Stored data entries

□ □ □ □ □ □ □

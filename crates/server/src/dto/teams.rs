//! # Team Data Transfer Objects
//!
//! Request and response types for the team registry and the join-request
//! workflow.

use serde::{Deserialize, Serialize};
use validator::Validate;

/// Request to create a new team
///
/// The acting student becomes the leader and is counted as a member whether
/// or not they appear in `member_ids`.
#[derive(Debug, Clone, PartialEq, Eq, Deserialize, Validate)]
pub struct CreateTeamRequest {
    /// Team name
    #[validate(length(
        min = 1,
        max = 255,
        message = "Team name must be between 1 and 255 characters"
    ))]
    pub name:       String,
    /// Founding members (student user IDs)
    #[serde(default)]
    pub member_ids: Vec<i32>,
}

/// Request to add a member to a team
#[derive(Debug, Clone, PartialEq, Eq, Deserialize, Validate)]
pub struct AddMemberRequest {
    /// Student user ID to add
    #[validate(range(min = 1, message = "Student ID is required"))]
    pub student_id: i32,
}

/// Request to join an existing team
#[derive(Debug, Clone, PartialEq, Eq, Deserialize, Validate)]
pub struct JoinTeamRequest {
    /// Message shown to the team leader
    #[validate(length(max = 2000, message = "Message must not exceed 2000 characters"))]
    pub message: Option<String>,
}

/// A member of a team, with the user row resolved
#[derive(Debug, Clone, PartialEq, Eq, Serialize)]
pub struct TeamMemberInfo {
    /// Student user ID
    pub id:        i32,
    /// Full name, "Unknown" when the user row is missing
    pub name:      String,
    /// Email, "unknown" when the user row is missing
    pub email:     String,
    /// Academic year, if recorded
    pub year:      Option<String>,
    /// Whether this member leads the team
    pub is_leader: bool,
}

/// Response for a single team
#[derive(Debug, Clone, PartialEq, Eq, Serialize)]
pub struct TeamResponse {
    /// Team's unique identifier
    pub id:             i32,
    /// Team name
    pub name:           String,
    /// Number of members
    pub member_count:   u64,
    /// Maximum team size
    pub max_members:    u64,
    /// Titles of projects the team is bound to
    pub project_titles: Vec<String>,
    /// Whether the team accepts new members
    pub is_open:        bool,
    /// Leader user ID
    pub leader_id:      i32,
    /// Leader full name, "Unknown" when the user row is missing
    pub leader_name:    String,
    /// Team status
    pub status:         String,
}

/// Response for a team with resolved members
#[derive(Debug, Clone, PartialEq, Eq, Serialize)]
pub struct TeamDetailResponse {
    /// The team summary
    #[serde(flatten)]
    pub team:    TeamResponse,
    /// Resolved members
    pub members: Vec<TeamMemberInfo>,
}

/// Response for team list
#[derive(Debug, Clone, PartialEq, Eq, Serialize)]
pub struct TeamListResponse {
    /// Whether the operation was successful
    pub success: bool,
    /// List of teams
    pub teams:   Vec<TeamResponse>,
}

/// Response for a join request
#[derive(Debug, Clone, PartialEq, Eq, Serialize)]
pub struct JoinRequestResponse {
    /// Application record ID
    pub id:           i32,
    /// Team applied to
    pub team_id:      i32,
    /// Team name
    pub team_name:    String,
    /// Applicant student ID
    pub student_id:   i32,
    /// Applicant full name, "Unknown" when the user row is missing
    pub student_name: String,
    /// Application status
    pub status:       String,
    /// Message to the leader
    pub message:      Option<String>,
    /// Creation timestamp (RFC 3339)
    pub created_at:   String,
}

/// Response for join request lists
#[derive(Debug, Clone, PartialEq, Eq, Serialize)]
pub struct JoinRequestListResponse {
    /// Whether the operation was successful
    pub success:  bool,
    /// Join requests
    pub requests: Vec<JoinRequestResponse>,
}

#[cfg(test)]
mod tests {
    use super::*;

    #[test]
    fn test_create_team_request_valid() {
        let req = CreateTeamRequest {
            name:       "Compilers".to_string(),
            member_ids: vec![2, 3],
        };
        assert!(req.validate().is_ok());
    }

    #[test]
    fn test_create_team_request_empty_name() {
        let req = CreateTeamRequest {
            name:       String::new(),
            member_ids: vec![],
        };
        assert!(req.validate().is_err());
    }

    #[test]
    fn test_add_member_request_rejects_zero_id() {
        let req = AddMemberRequest {
            student_id: 0,
        };
        assert!(req.validate().is_err());
    }

    #[test]
    fn test_join_team_request_message_too_long() {
        let req = JoinTeamRequest {
            message: Some("x".repeat(2001)),
        };
        assert!(req.validate().is_err());
    }
}
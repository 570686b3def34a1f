//! Submission Documents Entity
//!
//! A file attached to a milestone submission. `handle` is the opaque
//! content-store identifier; `filename` is the name the student uploaded.

use sea_orm::entity::prelude::*;
use serde::{Deserialize, Serialize};

#[derive(Clone, Debug, PartialEq, DeriveEntityModel, Eq, Serialize, Deserialize)]
#[sea_orm(table_name = "submission_documents")]
pub struct Model {
    #[sea_orm(primary_key)]
    pub id:            i32,
    pub submission_id: i32,
    pub filename:      String,
    pub handle:        String,
    pub uploaded_at:   chrono::DateTime<chrono::Utc>,
}

#[derive(Copy, Clone, Debug, EnumIter, DeriveRelation)]
pub enum Relation {
    #[sea_orm(
        belongs_to = "super::milestone_submissions::Entity",
        from = "Column::SubmissionId",
        to = "super::milestone_submissions::Column::Id",
        on_update = "NoAction",
        on_delete = "Cascade"
    )]
    Submission,
}

impl Related<super::milestone_submissions::Entity> for Entity {
    fn to() -> RelationDef { Relation::Submission.def() }
}

impl ActiveModelBehavior for ActiveModel {}
//! # API Response Types
//!
//! Generic API response types for the Capstone application.
//! Provides a consistent response format for all API endpoints.
//!
//! ## Response Format
//!
//! ```json
//! {
//!   "status": "success",
//!   "data": { ... }
//! }
//! ```

use serde::{Deserialize, Serialize};

/// Pagination metadata.
#[derive(Debug, Clone, Serialize, Deserialize, PartialEq, Eq, Default)]
#[serde(rename_all = "camelCase")]
pub struct PaginationMeta {
    /// Current page number (1-indexed).
    pub page: u64,

    /// Number of items per page.
    pub per_page: u64,

    /// Total number of items.
    pub total_items: u64,

    /// Total number of pages.
    pub total_pages: u64,
}

impl PaginationMeta {
    /// Create a new pagination meta.
    ///
    /// `page` is clamped to at least 1.
    pub fn new(page: u64, per_page: u64, total_items: u64) -> Self {
        let page = page.max(1);
        let total_pages = if total_items == 0 {
            0
        }
        else {
            total_items.div_ceil(per_page.max(1))
        };
        Self {
            page,
            per_page,
            total_items,
            total_pages,
        }
    }

    /// Calculate the offset for database queries.
    pub fn offset(&self) -> u64 { (self.page - 1).saturating_mul(self.per_page) }

    /// Calculate the limit.
    pub fn limit(&self) -> u64 { self.per_page }
}

/// API response envelope.
///
/// This is the generic response type used for all API responses. It provides
/// a consistent format with a status tag, data, and error information.
#[derive(Debug, Clone, Serialize, Deserialize, PartialEq, Eq)]
#[serde(rename_all = "camelCase", tag = "status")]
pub enum ApiResponse<T> {
    /// Success response.
    #[serde(rename = "success")]
    Success {
        /// Response payload.
        data: T,
        /// Pagination info, when the payload is a page of a larger set.
        #[serde(skip_serializing_if = "Option::is_none")]
        pagination: Option<PaginationMeta>,
    },

    /// Error response.
    #[serde(rename = "error")]
    Error {
        /// Machine-readable error code.
        code: String,
        /// Human-readable error message.
        message: String,
    },
}

impl<T> ApiResponse<T> {
    /// Create a success response.
    pub fn ok(data: T) -> Self {
        Self::Success {
            data,
            pagination: None,
        }
    }

    /// Create a paginated success response.
    pub fn paginated(data: T, pagination: PaginationMeta) -> Self {
        Self::Success {
            data,
            pagination: Some(pagination),
        }
    }

    /// Create an error response.
    pub fn error(code: impl ToString, message: impl ToString) -> Self {
        Self::Error {
            code:    code.to_string(),
            message: message.to_string(),
        }
    }
}

#[cfg(test)]
mod tests {
    use super::*;

    #[test]
    fn test_success_serialization() {
        let response = ApiResponse::ok(serde_json::json!({"id": 1}));
        let json = serde_json::to_value(&response).unwrap();
        assert_eq!(json["status"], "success");
        assert_eq!(json["data"]["id"], 1);
        assert!(json.get("pagination").is_none());
    }

    #[test]
    fn test_error_serialization() {
        let response = ApiResponse::<()>::error("TEAM_FULL", "Team is already full");
        let json = serde_json::to_value(&response).unwrap();
        assert_eq!(json["status"], "error");
        assert_eq!(json["code"], "TEAM_FULL");
        assert_eq!(json["message"], "Team is already full");
    }

    #[test]
    fn test_pagination_meta() {
        let meta = PaginationMeta::new(2, 20, 45);
        assert_eq!(meta.total_pages, 3);
        assert_eq!(meta.offset(), 20);
        assert_eq!(meta.limit(), 20);
    }

    #[test]
    fn test_pagination_meta_empty() {
        let meta = PaginationMeta::new(1, 20, 0);
        assert_eq!(meta.total_pages, 0);
        assert_eq!(meta.offset(), 0);
    }

    #[test]
    fn test_pagination_meta_page_clamp() {
        let meta = PaginationMeta::new(0, 20, 10);
        assert_eq!(meta.page, 1);
    }

    #[test]
    fn test_paginated_response() {
        let response = ApiResponse::paginated(vec![1, 2, 3], PaginationMeta::new(1, 3, 9));
        let json = serde_json::to_value(&response).unwrap();
        assert_eq!(json["pagination"]["totalPages"], 3);
    }
}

□ □ □ □ □ □ □

● Exercise details
Find the lines in the records above that hold the word "JoinTeamRequest", and give only how many there are.

● Task output
2